Floridians may complain a lot about how bad they think visiting Snowbird Canadians drive, but these 3.4 million northern road warriors contribute some $6.5 million to the Sunshine State’s economy, Eh.
But unfortunately for visiting Canadians or Canucks, many of whom own property in Florida, immigration law only allows them to stay in the country for 6 months.
Now Florida’s Republican Senators Marco Rubio and Rick Scott, who did not allow their bias for Canadian bacon cloud their judgment to do so, have introduced the Canadian Snowbirds Act, a bill that “allows some Canadian citizens” to stay in the U.S. for two more months.
“Tourism is a crucial part of Florida’s booming economy, creating and supporting thousands of jobs all across the Sunshine State,” Rubio said. “This bill will be a huge boost to our state’s economy by allowing the millions of Canadian snowbirds who visit Florida each year to stay two months longer.”
“We worked incredibly hard to turn Florida’s economy around, and our tourism industry played a big role,” Scott said. “Last year, Florida welcomed a record 126 million visitors, including 3.5 million visitors from Canada.

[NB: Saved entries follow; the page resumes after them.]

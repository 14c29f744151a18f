use async_trait::async_trait;
use uuid::Uuid;

use crate::db::rest_client::BackendError;
use crate::models::organization::{
    NewOrganization, Organization, OrganizationMembership, OrganizationRole, OrganizationUpdate,
    UserRole,
};

#[async_trait]
pub trait OrganizationRepository: Send + Sync {
    async fn find_by_id(&self, organization_id: Uuid) -> Result<Option<Organization>, BackendError>;

    async fn find_by_slug(&self, slug: &str) -> Result<Option<Organization>, BackendError>;

    async fn list_memberships_for_user(
        &self,
        user_id: Uuid,
    ) -> Result<Vec<OrganizationMembership>, BackendError>;

    async fn create_organization(
        &self,
        organization: &NewOrganization,
    ) -> Result<Organization, BackendError>;

    async fn update_organization(
        &self,
        organization_id: Uuid,
        update: &OrganizationUpdate,
    ) -> Result<Organization, BackendError>;

    async fn delete_organization(&self, organization_id: Uuid) -> Result<(), BackendError>;

    /// Server-side passcode check. The stored passcode never reaches this
    /// process; only the verdict does.
    async fn verify_passcode(
        &self,
        organization_id: Uuid,
        passcode: &str,
    ) -> Result<bool, BackendError>;

    async fn find_user_role(
        &self,
        user_id: Uuid,
        organization_id: Uuid,
    ) -> Result<Option<UserRole>, BackendError>;

    async fn add_user_role(
        &self,
        user_id: Uuid,
        organization_id: Uuid,
        role: OrganizationRole,
    ) -> Result<UserRole, BackendError>;

    async fn list_members(&self, organization_id: Uuid) -> Result<Vec<UserRole>, BackendError>;
}
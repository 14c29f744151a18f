use async_trait::async_trait;
use uuid::Uuid;

use crate::db::rest_client::{BackendClient, BackendError};
use crate::models::audit_log::AuditLog;

pub const DEFAULT_ACTIVITY_LIMIT: usize = 50;

#[async_trait]
pub trait AuditLogRepository: Send + Sync {
    async fn list_recent(
        &self,
        organization_id: Uuid,
        limit: usize,
    ) -> Result<Vec<AuditLog>, BackendError>;
}

pub struct RestAuditLogRepository {
    pub client: BackendClient,
}

#[async_trait]
impl AuditLogRepository for RestAuditLogRepository {
    async fn list_recent(
        &self,
        organization_id: Uuid,
        limit: usize,
    ) -> Result<Vec<AuditLog>, BackendError> {
        self.client
            .from("audit_logs")
            .select("*")
            .eq("organization_id", organization_id)
            .order("created_at", false)
            .limit(limit)
            .fetch()
            .await
    }
}
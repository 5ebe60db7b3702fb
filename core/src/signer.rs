use crate::time::{self, DateTime};
use crate::{Context, ProvideCredential, Result, SignRequest, SigningCredential};
use std::sync::Arc;
use tokio::sync::Mutex;

/// Signer is the main struct used to sign the request.
///
/// It pairs a credential source with a request signer and keeps the last
/// fetched credential, refreshing it only once it stops being valid. Clones
/// share the same cache slot.
#[derive(Clone, Debug)]
pub struct Signer<K: SigningCredential> {
    ctx: Context,
    loader: Arc<dyn ProvideCredential<Credential = K>>,
    builder: Arc<dyn SignRequest<Credential = K>>,
    credential: Arc<Mutex<Option<K>>>,
}

impl<K: SigningCredential> Signer<K> {
    /// Create a new signer with an empty credential cache.
    ///
    /// The first credential is fetched lazily on the first `sign` or
    /// `credential` call. Use [`Signer::warmed_up`] to surface source
    /// misconfiguration at construction time instead.
    pub fn new(
        ctx: Context,
        loader: impl ProvideCredential<Credential = K>,
        builder: impl SignRequest<Credential = K>,
    ) -> Self {
        Self {
            ctx,
            loader: Arc::new(loader),
            builder: Arc::new(builder),
            credential: Arc::new(Mutex::new(None)),
        }
    }

    /// Create a new signer and eagerly fetch the first credential.
    ///
    /// Construction fails if the source cannot produce a credential, so an
    /// unusable source is reported before any request needs signing.
    pub async fn warmed_up(
        ctx: Context,
        loader: impl ProvideCredential<Credential = K>,
        builder: impl SignRequest<Credential = K>,
    ) -> Result<Self> {
        let signer = Self::new(ctx, loader, builder);
        signer.credential(time::now()).await?;
        Ok(signer)
    }

    /// Return a credential valid at `now`, fetching a fresh one if the
    /// cached credential is missing or no longer valid.
    ///
    /// The cache lock is held across the fetch, so concurrent callers that
    /// miss collapse into a single upstream request. A failed fetch leaves
    /// the previous cache content in place and propagates the error.
    pub async fn credential(&self, now: DateTime) -> Result<K> {
        let mut slot = self.credential.lock().await;
        if let Some(cred) = slot.as_ref() {
            if cred.is_valid_at(now) {
                return Ok(cred.clone());
            }
        }

        let cred = self.loader.provide_credential(&self.ctx, now).await?;
        *slot = Some(cred.clone());
        Ok(cred)
    }

    /// Sign the request with a credential valid at the current time.
    pub async fn sign(&self, req: &mut http::request::Parts, body: &[u8]) -> Result<()> {
        let cred = self.credential(time::now()).await?;
        self.builder.sign_request(&self.ctx, req, body, &cred).await
    }
}
use std::fmt::{Debug, Formatter};

use streamsign_core::time::DateTime;
use streamsign_core::utils::Redact;
use streamsign_core::SigningCredential;

/// Credential that holds the access_key and secret_key.
#[derive(Default, Clone)]
pub struct Credential {
    /// Access key id for aws services.
    pub access_key_id: String,
    /// Secret access key for aws services.
    pub secret_access_key: String,
    /// Session token for aws services.
    pub session_token: Option<String>,
    /// Expiration time for this credential.
    pub expires_in: Option<DateTime>,
}

impl Debug for Credential {
    fn fmt(&self, f: &mut Formatter<'_>) -> std::fmt::Result {
        f.debug_struct("Credential")
            .field("access_key_id", &Redact::from(&self.access_key_id))
            .field("secret_access_key", &Redact::from(&self.secret_access_key))
            .field("session_token", &Redact::from(&self.session_token))
            .field("expires_in", &self.expires_in)
            .finish()
    }
}

impl SigningCredential for Credential {
    fn expires_at(&self) -> Option<DateTime> {
        self.expires_in
    }
}
use async_trait::async_trait;
use streamsign_core::time::DateTime;
use streamsign_core::{Context, Error, ProvideCredential, Result};

use crate::constants::*;
use crate::Credential;

/// EnvCredentialProvider loads AWS credentials from environment variables.
///
/// Two names are recognized for each half of the key pair, checked in order:
/// - `AWS_ACCESS_KEY`, then `AWS_ACCESS_KEY_ID`
/// - `AWS_SECRET_KEY`, then `AWS_SECRET_ACCESS_KEY`
///
/// `AWS_SECURITY_TOKEN` is picked up as the session token when set. A variable
/// set to the empty string counts as unset.
#[derive(Debug, Default, Clone)]
pub struct EnvCredentialProvider;

impl EnvCredentialProvider {
    /// Create a new EnvCredentialProvider.
    pub fn new() -> Self {
        Self
    }
}

fn non_empty_var(ctx: &Context, name: &str) -> Option<String> {
    ctx.env_var(name).filter(|v| !v.is_empty())
}

#[async_trait]
impl ProvideCredential for EnvCredentialProvider {
    type Credential = Credential;

    async fn provide_credential(&self, ctx: &Context, _: DateTime) -> Result<Self::Credential> {
        let access_key_id = non_empty_var(ctx, AWS_ACCESS_KEY)
            .or_else(|| non_empty_var(ctx, AWS_ACCESS_KEY_ID))
            .ok_or_else(|| {
                Error::config_invalid(format!(
                    "access key not found in env, checked {AWS_ACCESS_KEY} and {AWS_ACCESS_KEY_ID}"
                ))
            })?;

        let secret_access_key = non_empty_var(ctx, AWS_SECRET_KEY)
            .or_else(|| non_empty_var(ctx, AWS_SECRET_ACCESS_KEY))
            .ok_or_else(|| {
                Error::config_invalid(format!(
                    "secret key not found in env, checked {AWS_SECRET_KEY} and {AWS_SECRET_ACCESS_KEY}"
                ))
            })?;

        Ok(Credential {
            access_key_id,
            secret_access_key,
            session_token: non_empty_var(ctx, AWS_SECURITY_TOKEN),
            expires_in: None,
        })
    }
}
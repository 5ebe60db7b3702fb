use std::borrow::Cow;
use std::mem;
use std::str::FromStr;

use crate::{Error, Result};
use http::uri::{Authority, PathAndQuery, Scheme};
use http::{HeaderMap, HeaderValue, Method, Uri};

/// SigningRequest is the mutable picture of a request that a signer works on.
///
/// It is split off the request parts before canonicalization and written back
/// once the signature is attached, so the bytes that go out on the wire are
/// exactly the bytes that were signed.
#[derive(Debug)]
pub struct SigningRequest {
    /// HTTP method.
    pub method: Method,
    /// HTTP scheme.
    pub scheme: Scheme,
    /// HTTP authority.
    pub authority: Authority,
    /// HTTP path.
    pub path: String,
    /// Query parameters, decoded into pairs.
    pub query: Vec<(String, String)>,
    /// HTTP headers.
    pub headers: HeaderMap,
}

impl SigningRequest {
    /// Split a signing view off the given request parts.
    ///
    /// The query string is decoded into pairs here; signers re-encode it
    /// with the char set their service requires. A request without an
    /// authority cannot be signed since the host is part of the signature.
    pub fn build(parts: &mut http::request::Parts) -> Result<Self> {
        let uri = mem::take(&mut parts.uri).into_parts();
        let authority = uri.authority.ok_or_else(|| {
            Error::request_invalid("request without authority is invalid for signing")
        })?;
        let paq = uri
            .path_and_query
            .unwrap_or_else(|| PathAndQuery::from_static("/"));
        let query = match paq.query() {
            Some(q) => form_urlencoded::parse(q.as_bytes())
                .map(|(k, v)| (k.into_owned(), v.into_owned()))
                .collect(),
            None => Vec::new(),
        };

        Ok(SigningRequest {
            method: parts.method.clone(),
            scheme: uri.scheme.unwrap_or(Scheme::HTTP),
            authority,
            path: paq.path().to_string(),
            query,
            // Headers move out of the request here and move back in apply.
            headers: mem::take(&mut parts.headers),
        })
    }

    /// Write the signing view back onto the request parts.
    pub fn apply(mut self, parts: &mut http::request::Parts) -> Result<()> {
        mem::swap(&mut parts.headers, &mut self.headers);
        parts.method = self.method;

        let encoded_len: usize = self.query.iter().map(|(k, v)| k.len() + v.len() + 2).sum();
        let mut paq = self.path;
        paq.reserve(encoded_len);
        for (i, (k, v)) in self.query.iter().enumerate() {
            paq.push(if i == 0 { '?' } else { '&' });
            paq.push_str(k);
            if !v.is_empty() {
                paq.push('=');
                paq.push_str(v);
            }
        }

        let mut uri_parts = mem::take(&mut parts.uri).into_parts();
        uri_parts.scheme = Some(self.scheme);
        uri_parts.authority = Some(self.authority);
        uri_parts.path_and_query = Some(PathAndQuery::from_str(&paq)?);
        parts.uri = Uri::from_parts(uri_parts)?;

        Ok(())
    }

    /// Get the path percent decoded.
    pub fn path_percent_decoded(&self) -> Cow<str> {
        percent_encoding::percent_decode_str(&self.path).decode_utf8_lossy()
    }

    /// Trim leading and trailing spaces off a header value in place.
    pub fn header_value_normalize(v: &mut HeaderValue) {
        let mut bs = v.as_bytes();
        while let [b' ', rest @ ..] = bs {
            bs = rest;
        }
        while let [rest @ .., b' '] = bs {
            bs = rest;
        }

        // Trimming spaces off a valid value cannot make it invalid.
        *v = HeaderValue::from_bytes(bs).expect("header value must stay valid")
    }
}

When we welcome visitors to our state, our communities thrive, businesses grow, and job opportunities are created for Florida families. I’m proud to join Senator Rubio in sponsoring the Canadian Snowbirds Act to allow our Northern neighbors to enjoy two more months of Florida’s incredible weather and allow our tourism industry to continue to thrive.”

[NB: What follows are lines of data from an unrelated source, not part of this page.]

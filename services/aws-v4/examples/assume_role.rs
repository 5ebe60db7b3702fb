use anyhow::Result;
use streamsign_aws_v4::{AssumeRoleCredentialProvider, EnvCredentialProvider, RequestSigner};
use streamsign_core::{Context, OsEnv, Signer};
use streamsign_http_send_reqwest::ReqwestHttpSend;

#[tokio::main]
async fn main() -> Result<()> {
    let _ = env_logger::builder().is_test(true).try_init();

    let role_arn = std::env::var("STREAMSIGN_EXAMPLE_ROLE_ARN")
        .unwrap_or_else(|_| "arn:aws:iam::123456789012:role/demo".to_string());
    let region = std::env::var("AWS_REGION").unwrap_or_else(|_| "us-east-1".to_string());

    let ctx = Context::new()
        .with_http_send(ReqwestHttpSend::default())
        .with_env(OsEnv);

    // The bootstrap signer authenticates the STS exchange with whatever the
    // environment provides.
    let sts_signer = Signer::new(
        ctx.clone(),
        EnvCredentialProvider::new(),
        RequestSigner::new("sts", &region),
    );

    let provider = AssumeRoleCredentialProvider::new(&role_arn, &region, sts_signer)
        .with_role_session_name("streamsign-example");

    // The assumed credential feeds a second signer for the streaming service.
    let signer = Signer::new(
        ctx,
        provider,
        RequestSigner::new("kinesis", &region),
    );

    let req = http::Request::post(format!("https://kinesis.{region}.amazonaws.com/"))
        .header("content-type", "application/x-amz-json-1.1")
        .header("x-amz-target", "Kinesis_20131202.ListStreams")
        .body("{}")?;

    let (mut parts, body) = req.into_parts();
    match signer.sign(&mut parts, body.as_bytes()).await {
        Ok(_) => {
            println!("Request signed with assumed role credentials!");
            println!(
                "Authorization header: {:?}",
                parts.headers.get("authorization")
            );
            println!(
                "Security token attached: {}",
                parts.headers.contains_key("x-amz-security-token")
            );
        }
        Err(e) => eprintln!("Failed to assume role: {e}"),
    }

    Ok(())
}
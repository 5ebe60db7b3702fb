use anyhow::Result;
use bytes::Bytes;
use reqwest::Client;
use std::time::Duration;
use streamsign_core::Context;
use streamsign_http_send_reqwest::ReqwestHttpSend;

#[tokio::main]
async fn main() -> Result<()> {
    // Create a custom reqwest client with specific configuration
    let client = Client::builder()
        .timeout(Duration::from_secs(30))
        .pool_max_idle_per_host(10)
        .user_agent("streamsign-example/1.0")
        .build()?;

    println!("Created custom HTTP client with:");
    println!("  - 30 second timeout");
    println!("  - Max 10 idle connections per host");
    println!("  - Custom user agent");

    // Create context with the custom client
    let ctx = Context::new().with_http_send(ReqwestHttpSend::new(client));

    // Test the HTTP client with a simple request
    let test_url = "http://169.254.169.254/latest/meta-data/iam/security-credentials/";
    println!("\nTesting HTTP client with GET {test_url}");

    let req = http::Request::builder()
        .method("GET")
        .uri(test_url)
        .body(Bytes::new())?;

    match ctx.http_send_as_string(req).await {
        Ok(resp) => {
            println!("Response status: {}", resp.status());
            println!("Attached roles:");
            for line in resp.body().lines() {
                println!("  {line}");
            }
        }
        Err(e) => {
            eprintln!("Request failed: {e}");
        }
    }

    // Demonstrate using the default client with its 10 second bound
    println!("\n--- Using default client ---");
    let default_ctx = Context::new().with_http_send(ReqwestHttpSend::default());

    let req2 = http::Request::builder()
        .method("GET")
        .uri("http://169.254.169.254/latest/meta-data/iam/security-credentials/")
        .body(Bytes::new())?;

    match default_ctx.http_send(req2).await {
        Ok(resp) => {
            println!("Request successful!");
            println!("Response status: {}", resp.status());
        }
        Err(e) => {
            eprintln!("Request failed: {e}");
        }
    }

    Ok(())
}
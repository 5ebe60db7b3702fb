use crate::time::DateTime;
use crate::{Context, Result};
use std::fmt::Debug;

/// SigningCredential is the trait used by the signer as the signing key.
///
/// Service may require different material to sign the request, for example,
/// AWS requires an access key and secret key, while other services require a
/// bearer token.
pub trait SigningCredential: Clone + Debug + Send + Sync + Unpin + 'static {
    /// The instant this credential stops being usable, if it expires at all.
    fn expires_at(&self) -> Option<DateTime>;

    /// Check if the credential is still usable at the given instant.
    ///
    /// A credential whose expiration equals `now` is already expired.
    fn is_valid_at(&self, now: DateTime) -> bool {
        match self.expires_at() {
            Some(expires_at) => now < expires_at,
            None => true,
        }
    }
}

/// ProvideCredential is the trait used by the signer to fetch signing
/// material from its source.
#[async_trait::async_trait]
pub trait ProvideCredential: Debug + Send + Sync + 'static {
    /// Credential returned by this provider.
    type Credential: SigningCredential;

    /// Fetch a credential usable for signing at `now`.
    ///
    /// A source either produces usable material or fails with an error
    /// describing why; there is no silent fallthrough to another source.
    async fn provide_credential(&self, ctx: &Context, now: DateTime) -> Result<Self::Credential>;
}

/// SignRequest is the trait used by the signer to apply a signature to a
/// request.
#[async_trait::async_trait]
pub trait SignRequest: Debug + Send + Sync + 'static {
    /// Credential used by this signer.
    type Credential: SigningCredential;

    /// Sign the request parts in place.
    ///
    /// The body is passed alongside the parts because its hash is one of
    /// the signature inputs.
    async fn sign_request(
        &self,
        ctx: &Context,
        req: &mut http::request::Parts,
        body: &[u8],
        credential: &Self::Credential,
    ) -> Result<()>;
}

If passed into law, the bill would allow Canadian citizens over the age of 50 who either own or rent a residence in the U.S. to remain in the country for up to 240 days each year. The bill expressly prohibits such visitors from working for American employers or seeking public assistance while in the U.S.

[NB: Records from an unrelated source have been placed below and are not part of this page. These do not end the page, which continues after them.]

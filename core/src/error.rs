use std::fmt;
use thiserror::Error;

/// The error type for streamsign operations
#[derive(Error, Debug)]
#[error("{message}")]
pub struct Error {
    kind: ErrorKind,
    message: String,
    retryable: bool,
    #[source]
    source: Option<anyhow::Error>,
}

/// The kind of error that occurred
#[derive(Debug, Clone, Copy, PartialEq, Eq)]
pub enum ErrorKind {
    /// Configuration error (missing variables, invalid values)
    ConfigInvalid,

    /// The instance metadata service could not be reached or had no role
    MetadataUnavailable,

    /// A credential source answered but the material was unusable
    CredentialMalformed,

    /// STS refused the AssumeRole call
    AssumeRoleDenied,

    /// Request cannot be signed (missing required fields, etc.)
    RequestInvalid,

    /// Unexpected errors (network, I/O, service errors, etc.)
    Unexpected,
}

impl Error {
    /// Create a new error with the given kind and message
    pub fn new(kind: ErrorKind, message: impl Into<String>) -> Self {
        Self {
            kind,
            message: message.into(),
            retryable: false,
            source: None,
        }
    }

    /// Add a source error
    pub fn with_source(mut self, source: impl Into<anyhow::Error>) -> Self {
        self.source = Some(source.into());
        self
    }

    /// Append a `key: value` fragment to the error message
    pub fn with_context(mut self, context: impl Into<String>) -> Self {
        self.message.push_str(", ");
        self.message.push_str(&context.into());
        self
    }

    /// Mark whether the failed operation is safe to retry
    pub fn set_retryable(mut self, retryable: bool) -> Self {
        self.retryable = retryable;
        self
    }

    /// Check if the failed operation is safe to retry
    pub fn is_retryable(&self) -> bool {
        self.retryable
    }

    /// Get the error kind
    pub fn kind(&self) -> ErrorKind {
        self.kind
    }

    /// Check if this error came from a credential source rather than signing
    pub fn is_credential_error(&self) -> bool {
        matches!(
            self.kind,
            ErrorKind::MetadataUnavailable
                | ErrorKind::CredentialMalformed
                | ErrorKind::AssumeRoleDenied
        )
    }
}

// Convenience constructors
impl Error {
    /// Create a config invalid error
    pub fn config_invalid(message: impl Into<String>) -> Self {
        Self::new(ErrorKind::ConfigInvalid, message)
    }

    /// Create a metadata unavailable error
    pub fn metadata_unavailable(message: impl Into<String>) -> Self {
        Self::new(ErrorKind::MetadataUnavailable, message)
    }

    /// Create a credential malformed error
    pub fn credential_malformed(message: impl Into<String>) -> Self {
        Self::new(ErrorKind::CredentialMalformed, message)
    }

    /// Create an assume role denied error
    pub fn assume_role_denied(message: impl Into<String>) -> Self {
        Self::new(ErrorKind::AssumeRoleDenied, message)
    }

    /// Create a request invalid error
    pub fn request_invalid(message: impl Into<String>) -> Self {
        Self::new(ErrorKind::RequestInvalid, message)
    }

    /// Create an unexpected error
    pub fn unexpected(message: impl Into<String>) -> Self {
        Self::new(ErrorKind::Unexpected, message)
    }
}

impl fmt::Display for ErrorKind {
    fn fmt(&self, f: &mut fmt::Formatter<'_>) -> fmt::Result {
        match self {
            ErrorKind::ConfigInvalid => write!(f, "invalid configuration"),
            ErrorKind::MetadataUnavailable => write!(f, "metadata service unavailable"),
            ErrorKind::CredentialMalformed => write!(f, "malformed credentials"),
            ErrorKind::AssumeRoleDenied => write!(f, "assume role denied"),
            ErrorKind::RequestInvalid => write!(f, "invalid request"),
            ErrorKind::Unexpected => write!(f, "unexpected error"),
        }
    }
}

/// Convenience type alias for Results
pub type Result<T> = std::result::Result<T, Error>;

// Common From implementations
impl From<anyhow::Error> for Error {
    fn from(err: anyhow::Error) -> Self {
        Self::unexpected(err.to_string()).with_source(err)
    }
}

impl From<std::fmt::Error> for Error {
    fn from(err: std::fmt::Error) -> Self {
        Self::unexpected(err.to_string()).with_source(anyhow::Error::from(err))
    }
}

impl From<http::Error> for Error {
    fn from(err: http::Error) -> Self {
        Self::request_invalid(err.to_string()).with_source(anyhow::Error::from(err))
    }
}

impl From<http::header::InvalidHeaderValue> for Error {
    fn from(err: http::header::InvalidHeaderValue) -> Self {
        Self::request_invalid(err.to_string()).with_source(anyhow::Error::from(err))
    }
}

impl From<http::header::InvalidHeaderName> for Error {
    fn from(err: http::header::InvalidHeaderName) -> Self {
        Self::request_invalid(err.to_string()).with_source(anyhow::Error::from(err))
    }
}

impl From<http::header::ToStrError> for Error {
    fn from(err: http::header::ToStrError) -> Self {
        Self::request_invalid(err.to_string()).with_source(anyhow::Error::from(err))
    }
}

impl From<http::uri::InvalidUri> for Error {
    fn from(err: http::uri::InvalidUri) -> Self {
        Self::request_invalid(err.to_string()).with_source(anyhow::Error::from(err))
    }
}

impl From<http::uri::InvalidUriParts> for Error {
    fn from(err: http::uri::InvalidUriParts) -> Self {
        Self::request_invalid(err.to_string()).with_source(anyhow::Error::from(err))
    }
}

impl From<std::string::FromUtf8Error> for Error {
    fn from(err: std::string::FromUtf8Error) -> Self {
        Self::unexpected(err.to_string()).with_source(anyhow::Error::from(err))
    }
}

Under current laws, Canadians are permitted to remain in the United States for up to six months each year. Canadian citizens who stay in the United States for more than six months in a given year are considered U.S. residents for tax purposes, and under current law, are required to pay U.S. federal income taxes on any and all income they earn that year – regardless of what country it’s earned in.